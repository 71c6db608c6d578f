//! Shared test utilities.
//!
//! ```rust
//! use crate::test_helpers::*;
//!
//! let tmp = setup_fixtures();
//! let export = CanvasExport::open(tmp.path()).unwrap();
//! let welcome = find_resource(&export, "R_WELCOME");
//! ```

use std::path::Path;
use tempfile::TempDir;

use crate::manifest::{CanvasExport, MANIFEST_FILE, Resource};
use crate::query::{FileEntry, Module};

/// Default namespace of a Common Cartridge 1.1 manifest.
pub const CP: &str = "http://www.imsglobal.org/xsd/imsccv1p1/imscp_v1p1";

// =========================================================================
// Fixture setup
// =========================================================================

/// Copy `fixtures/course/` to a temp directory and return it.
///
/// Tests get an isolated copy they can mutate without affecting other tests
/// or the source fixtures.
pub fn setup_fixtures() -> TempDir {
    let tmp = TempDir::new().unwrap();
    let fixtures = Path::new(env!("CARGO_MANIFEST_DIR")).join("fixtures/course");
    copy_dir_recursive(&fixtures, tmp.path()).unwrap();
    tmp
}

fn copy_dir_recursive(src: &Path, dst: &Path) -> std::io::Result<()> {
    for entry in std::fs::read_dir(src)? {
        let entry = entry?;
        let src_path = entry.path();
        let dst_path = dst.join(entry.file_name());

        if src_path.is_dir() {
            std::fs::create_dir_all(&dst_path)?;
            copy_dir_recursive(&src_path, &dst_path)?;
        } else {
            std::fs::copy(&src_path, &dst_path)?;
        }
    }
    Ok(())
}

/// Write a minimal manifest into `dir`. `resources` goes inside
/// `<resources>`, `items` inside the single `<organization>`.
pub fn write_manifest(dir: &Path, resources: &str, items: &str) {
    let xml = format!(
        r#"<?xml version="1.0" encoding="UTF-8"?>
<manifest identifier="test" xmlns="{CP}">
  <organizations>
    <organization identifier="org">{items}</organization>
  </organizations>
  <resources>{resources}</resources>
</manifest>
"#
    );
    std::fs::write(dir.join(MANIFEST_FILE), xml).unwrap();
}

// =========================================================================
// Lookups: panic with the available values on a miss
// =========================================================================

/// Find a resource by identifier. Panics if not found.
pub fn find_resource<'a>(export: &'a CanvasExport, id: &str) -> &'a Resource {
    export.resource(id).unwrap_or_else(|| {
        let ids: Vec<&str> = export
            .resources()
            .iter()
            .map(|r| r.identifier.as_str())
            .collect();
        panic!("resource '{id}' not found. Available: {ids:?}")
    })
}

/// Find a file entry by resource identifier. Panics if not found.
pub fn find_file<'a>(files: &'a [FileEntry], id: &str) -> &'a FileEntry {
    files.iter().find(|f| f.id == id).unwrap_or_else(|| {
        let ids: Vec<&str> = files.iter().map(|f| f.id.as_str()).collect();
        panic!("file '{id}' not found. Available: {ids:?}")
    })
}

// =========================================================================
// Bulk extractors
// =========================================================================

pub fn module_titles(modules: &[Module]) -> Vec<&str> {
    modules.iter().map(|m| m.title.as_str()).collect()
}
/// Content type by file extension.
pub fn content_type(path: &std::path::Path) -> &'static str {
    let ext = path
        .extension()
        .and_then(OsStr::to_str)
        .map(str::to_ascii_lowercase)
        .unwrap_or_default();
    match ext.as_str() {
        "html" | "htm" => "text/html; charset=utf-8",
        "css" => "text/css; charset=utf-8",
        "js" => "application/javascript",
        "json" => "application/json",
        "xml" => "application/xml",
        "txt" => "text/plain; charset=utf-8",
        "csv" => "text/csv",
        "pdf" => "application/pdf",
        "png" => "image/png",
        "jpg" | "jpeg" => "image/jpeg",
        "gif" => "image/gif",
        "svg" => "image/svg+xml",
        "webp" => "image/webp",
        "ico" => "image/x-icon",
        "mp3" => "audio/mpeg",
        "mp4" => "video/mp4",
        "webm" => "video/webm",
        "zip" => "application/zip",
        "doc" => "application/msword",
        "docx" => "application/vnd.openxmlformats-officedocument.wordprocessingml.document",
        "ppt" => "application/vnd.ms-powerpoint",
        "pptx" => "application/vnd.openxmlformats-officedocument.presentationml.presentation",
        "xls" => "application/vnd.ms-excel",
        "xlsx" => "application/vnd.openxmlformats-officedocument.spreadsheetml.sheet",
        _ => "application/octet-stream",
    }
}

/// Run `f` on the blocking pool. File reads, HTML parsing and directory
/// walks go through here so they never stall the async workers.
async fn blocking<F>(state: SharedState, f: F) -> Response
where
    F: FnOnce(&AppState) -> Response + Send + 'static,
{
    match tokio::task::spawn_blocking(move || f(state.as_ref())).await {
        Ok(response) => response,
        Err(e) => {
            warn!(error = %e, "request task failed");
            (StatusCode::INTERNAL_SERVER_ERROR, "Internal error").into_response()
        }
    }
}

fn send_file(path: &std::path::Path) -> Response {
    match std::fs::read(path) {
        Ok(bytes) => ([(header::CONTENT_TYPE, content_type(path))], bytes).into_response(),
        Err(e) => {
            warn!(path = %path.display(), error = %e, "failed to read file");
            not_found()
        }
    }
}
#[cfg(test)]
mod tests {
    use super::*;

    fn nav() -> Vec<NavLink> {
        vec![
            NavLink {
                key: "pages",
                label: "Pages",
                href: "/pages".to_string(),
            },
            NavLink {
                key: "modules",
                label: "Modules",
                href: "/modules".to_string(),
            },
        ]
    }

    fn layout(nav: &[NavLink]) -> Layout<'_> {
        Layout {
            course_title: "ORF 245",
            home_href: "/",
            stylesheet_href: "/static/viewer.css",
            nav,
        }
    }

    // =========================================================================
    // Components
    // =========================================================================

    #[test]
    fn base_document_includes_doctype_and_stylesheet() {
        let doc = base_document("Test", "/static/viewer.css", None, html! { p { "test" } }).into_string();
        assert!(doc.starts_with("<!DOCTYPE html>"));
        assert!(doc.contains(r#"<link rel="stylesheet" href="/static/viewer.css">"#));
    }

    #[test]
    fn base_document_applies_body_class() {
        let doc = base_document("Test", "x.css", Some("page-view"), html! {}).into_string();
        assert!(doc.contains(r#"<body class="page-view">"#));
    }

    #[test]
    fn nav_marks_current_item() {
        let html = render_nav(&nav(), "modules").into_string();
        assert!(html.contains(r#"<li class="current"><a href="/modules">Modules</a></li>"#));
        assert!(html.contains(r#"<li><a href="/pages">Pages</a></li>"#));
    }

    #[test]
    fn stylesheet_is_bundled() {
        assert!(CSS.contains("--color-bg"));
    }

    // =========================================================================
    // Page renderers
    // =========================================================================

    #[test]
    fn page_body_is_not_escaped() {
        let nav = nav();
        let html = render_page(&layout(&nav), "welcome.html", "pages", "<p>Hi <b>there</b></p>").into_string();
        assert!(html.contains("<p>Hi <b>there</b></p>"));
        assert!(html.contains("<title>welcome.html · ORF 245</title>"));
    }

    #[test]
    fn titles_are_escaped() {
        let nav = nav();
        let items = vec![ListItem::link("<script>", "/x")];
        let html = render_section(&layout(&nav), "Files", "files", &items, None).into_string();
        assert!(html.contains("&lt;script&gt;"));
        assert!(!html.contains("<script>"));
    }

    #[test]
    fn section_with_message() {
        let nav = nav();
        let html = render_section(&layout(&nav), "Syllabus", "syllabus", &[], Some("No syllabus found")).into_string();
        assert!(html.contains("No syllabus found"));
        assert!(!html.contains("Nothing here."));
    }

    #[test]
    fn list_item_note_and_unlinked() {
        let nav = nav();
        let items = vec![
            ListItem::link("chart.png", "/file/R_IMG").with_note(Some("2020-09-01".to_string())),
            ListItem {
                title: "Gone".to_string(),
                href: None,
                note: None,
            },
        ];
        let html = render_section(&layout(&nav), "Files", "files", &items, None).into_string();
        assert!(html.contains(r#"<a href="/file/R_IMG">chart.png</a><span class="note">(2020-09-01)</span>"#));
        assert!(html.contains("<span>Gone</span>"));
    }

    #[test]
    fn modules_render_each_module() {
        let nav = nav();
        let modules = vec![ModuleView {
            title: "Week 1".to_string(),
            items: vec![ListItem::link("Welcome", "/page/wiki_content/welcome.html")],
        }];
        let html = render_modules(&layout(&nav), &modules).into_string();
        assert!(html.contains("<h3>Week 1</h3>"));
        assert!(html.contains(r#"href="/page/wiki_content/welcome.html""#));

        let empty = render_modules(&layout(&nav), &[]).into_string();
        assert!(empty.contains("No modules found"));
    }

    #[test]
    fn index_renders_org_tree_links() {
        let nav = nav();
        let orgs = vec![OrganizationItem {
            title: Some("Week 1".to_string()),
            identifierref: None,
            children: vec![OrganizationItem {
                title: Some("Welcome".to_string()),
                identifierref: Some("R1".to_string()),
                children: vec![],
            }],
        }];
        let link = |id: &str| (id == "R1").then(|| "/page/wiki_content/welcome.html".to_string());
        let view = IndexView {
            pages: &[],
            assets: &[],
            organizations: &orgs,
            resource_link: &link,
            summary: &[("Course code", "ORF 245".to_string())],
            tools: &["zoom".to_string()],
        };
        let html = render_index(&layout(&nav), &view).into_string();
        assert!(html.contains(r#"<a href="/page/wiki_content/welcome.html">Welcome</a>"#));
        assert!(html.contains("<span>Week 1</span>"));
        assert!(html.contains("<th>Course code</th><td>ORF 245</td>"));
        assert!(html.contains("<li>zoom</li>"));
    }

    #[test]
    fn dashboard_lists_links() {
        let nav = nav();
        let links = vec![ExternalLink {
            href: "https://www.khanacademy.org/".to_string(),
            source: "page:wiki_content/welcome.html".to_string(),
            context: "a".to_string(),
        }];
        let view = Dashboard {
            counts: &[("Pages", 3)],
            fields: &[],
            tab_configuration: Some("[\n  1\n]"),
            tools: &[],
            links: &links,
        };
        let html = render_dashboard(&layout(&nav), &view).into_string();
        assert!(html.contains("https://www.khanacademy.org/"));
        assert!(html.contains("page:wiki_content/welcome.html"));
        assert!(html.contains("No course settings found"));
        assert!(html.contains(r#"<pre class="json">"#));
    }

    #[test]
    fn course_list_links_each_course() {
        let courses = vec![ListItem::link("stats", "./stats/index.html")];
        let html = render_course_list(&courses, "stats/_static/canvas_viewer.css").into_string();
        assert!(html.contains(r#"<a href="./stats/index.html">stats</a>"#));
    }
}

---

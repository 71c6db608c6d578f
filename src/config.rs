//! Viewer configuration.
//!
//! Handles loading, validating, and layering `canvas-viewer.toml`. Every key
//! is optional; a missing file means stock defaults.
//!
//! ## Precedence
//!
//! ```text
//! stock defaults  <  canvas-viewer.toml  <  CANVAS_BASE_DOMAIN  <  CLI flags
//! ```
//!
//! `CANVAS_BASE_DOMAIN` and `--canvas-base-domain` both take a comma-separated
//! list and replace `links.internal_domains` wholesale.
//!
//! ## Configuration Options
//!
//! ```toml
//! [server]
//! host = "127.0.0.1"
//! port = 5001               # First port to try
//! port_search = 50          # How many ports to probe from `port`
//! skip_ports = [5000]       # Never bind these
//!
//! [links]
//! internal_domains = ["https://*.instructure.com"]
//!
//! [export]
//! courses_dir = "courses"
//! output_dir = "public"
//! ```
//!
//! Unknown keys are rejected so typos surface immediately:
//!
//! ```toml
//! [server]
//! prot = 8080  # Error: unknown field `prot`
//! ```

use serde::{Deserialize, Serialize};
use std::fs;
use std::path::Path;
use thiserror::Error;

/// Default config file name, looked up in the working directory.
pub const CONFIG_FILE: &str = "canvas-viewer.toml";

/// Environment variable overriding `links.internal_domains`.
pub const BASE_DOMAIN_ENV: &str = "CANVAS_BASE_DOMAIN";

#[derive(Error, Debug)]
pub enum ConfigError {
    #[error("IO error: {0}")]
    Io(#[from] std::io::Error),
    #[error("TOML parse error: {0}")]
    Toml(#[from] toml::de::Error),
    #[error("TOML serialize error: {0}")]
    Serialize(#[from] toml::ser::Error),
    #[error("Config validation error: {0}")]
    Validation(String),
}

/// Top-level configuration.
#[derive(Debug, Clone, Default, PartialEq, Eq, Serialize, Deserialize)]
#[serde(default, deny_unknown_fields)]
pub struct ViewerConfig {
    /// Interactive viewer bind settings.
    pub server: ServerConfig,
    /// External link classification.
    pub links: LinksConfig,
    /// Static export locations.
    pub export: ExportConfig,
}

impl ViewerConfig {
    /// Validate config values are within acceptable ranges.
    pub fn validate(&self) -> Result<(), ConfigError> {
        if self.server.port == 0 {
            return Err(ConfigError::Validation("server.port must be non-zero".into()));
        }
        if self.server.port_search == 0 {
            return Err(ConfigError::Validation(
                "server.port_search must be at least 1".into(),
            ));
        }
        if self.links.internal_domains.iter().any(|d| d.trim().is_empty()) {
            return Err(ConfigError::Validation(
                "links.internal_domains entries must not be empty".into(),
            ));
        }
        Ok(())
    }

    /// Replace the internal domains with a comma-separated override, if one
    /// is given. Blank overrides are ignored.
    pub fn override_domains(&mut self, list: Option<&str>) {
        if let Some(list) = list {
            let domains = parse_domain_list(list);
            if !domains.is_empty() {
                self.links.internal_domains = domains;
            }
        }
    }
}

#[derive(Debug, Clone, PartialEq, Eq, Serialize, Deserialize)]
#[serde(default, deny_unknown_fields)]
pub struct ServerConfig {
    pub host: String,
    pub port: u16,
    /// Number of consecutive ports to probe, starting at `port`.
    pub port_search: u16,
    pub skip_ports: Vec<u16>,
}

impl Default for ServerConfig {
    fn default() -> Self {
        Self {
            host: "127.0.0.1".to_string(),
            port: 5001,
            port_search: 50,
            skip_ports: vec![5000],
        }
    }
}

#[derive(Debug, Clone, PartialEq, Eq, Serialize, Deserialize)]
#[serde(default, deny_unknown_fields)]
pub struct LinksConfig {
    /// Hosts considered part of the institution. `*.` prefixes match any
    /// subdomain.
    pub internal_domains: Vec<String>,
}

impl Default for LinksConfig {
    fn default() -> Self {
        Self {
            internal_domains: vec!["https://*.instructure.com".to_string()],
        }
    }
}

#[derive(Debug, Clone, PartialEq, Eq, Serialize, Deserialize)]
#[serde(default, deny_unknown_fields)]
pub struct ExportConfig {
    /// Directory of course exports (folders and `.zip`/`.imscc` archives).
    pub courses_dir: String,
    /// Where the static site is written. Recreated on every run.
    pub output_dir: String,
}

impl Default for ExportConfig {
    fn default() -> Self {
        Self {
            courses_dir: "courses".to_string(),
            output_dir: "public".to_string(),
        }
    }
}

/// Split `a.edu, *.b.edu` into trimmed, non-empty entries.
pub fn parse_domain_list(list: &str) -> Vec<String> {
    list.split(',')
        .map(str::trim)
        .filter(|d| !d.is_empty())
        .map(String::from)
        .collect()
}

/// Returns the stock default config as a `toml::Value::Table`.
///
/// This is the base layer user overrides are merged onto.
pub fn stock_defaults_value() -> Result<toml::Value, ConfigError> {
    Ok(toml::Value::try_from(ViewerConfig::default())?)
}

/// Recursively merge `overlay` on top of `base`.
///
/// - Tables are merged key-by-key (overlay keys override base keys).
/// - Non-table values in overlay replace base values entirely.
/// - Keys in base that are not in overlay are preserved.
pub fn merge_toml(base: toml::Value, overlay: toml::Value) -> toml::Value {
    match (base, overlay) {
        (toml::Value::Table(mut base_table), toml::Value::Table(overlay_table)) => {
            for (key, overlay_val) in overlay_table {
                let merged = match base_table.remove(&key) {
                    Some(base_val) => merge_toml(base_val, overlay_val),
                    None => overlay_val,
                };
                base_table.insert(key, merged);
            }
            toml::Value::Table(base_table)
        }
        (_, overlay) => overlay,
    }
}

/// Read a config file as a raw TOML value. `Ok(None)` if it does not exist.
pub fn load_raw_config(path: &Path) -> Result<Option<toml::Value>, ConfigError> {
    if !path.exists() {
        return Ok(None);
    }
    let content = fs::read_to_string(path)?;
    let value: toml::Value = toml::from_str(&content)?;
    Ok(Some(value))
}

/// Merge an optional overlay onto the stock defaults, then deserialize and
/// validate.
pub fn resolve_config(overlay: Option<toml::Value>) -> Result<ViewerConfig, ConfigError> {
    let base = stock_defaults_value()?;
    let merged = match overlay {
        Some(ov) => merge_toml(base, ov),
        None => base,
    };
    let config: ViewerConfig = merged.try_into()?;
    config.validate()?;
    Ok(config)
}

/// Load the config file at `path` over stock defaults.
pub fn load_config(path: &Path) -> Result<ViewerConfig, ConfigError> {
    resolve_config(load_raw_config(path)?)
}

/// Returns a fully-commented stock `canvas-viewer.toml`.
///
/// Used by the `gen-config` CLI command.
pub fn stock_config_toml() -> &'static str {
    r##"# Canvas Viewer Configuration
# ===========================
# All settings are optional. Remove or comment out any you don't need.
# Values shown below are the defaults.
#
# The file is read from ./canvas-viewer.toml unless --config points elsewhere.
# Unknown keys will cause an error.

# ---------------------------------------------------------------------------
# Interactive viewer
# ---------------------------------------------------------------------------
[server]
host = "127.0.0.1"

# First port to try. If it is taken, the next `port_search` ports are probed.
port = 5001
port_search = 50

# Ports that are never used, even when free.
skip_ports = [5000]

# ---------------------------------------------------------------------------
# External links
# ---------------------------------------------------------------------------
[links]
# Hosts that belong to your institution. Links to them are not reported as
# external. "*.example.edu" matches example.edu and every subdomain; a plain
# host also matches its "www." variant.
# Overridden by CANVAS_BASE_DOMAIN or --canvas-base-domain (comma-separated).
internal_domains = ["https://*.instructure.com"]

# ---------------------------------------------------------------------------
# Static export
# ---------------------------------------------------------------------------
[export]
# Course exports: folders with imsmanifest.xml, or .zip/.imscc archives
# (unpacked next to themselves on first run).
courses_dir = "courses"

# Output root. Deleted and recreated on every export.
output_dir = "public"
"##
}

§ ACTIVITY
The answer should be one number, namely how many lines of the entries above include the string "stats".

§ SOLVED EXERCISE
3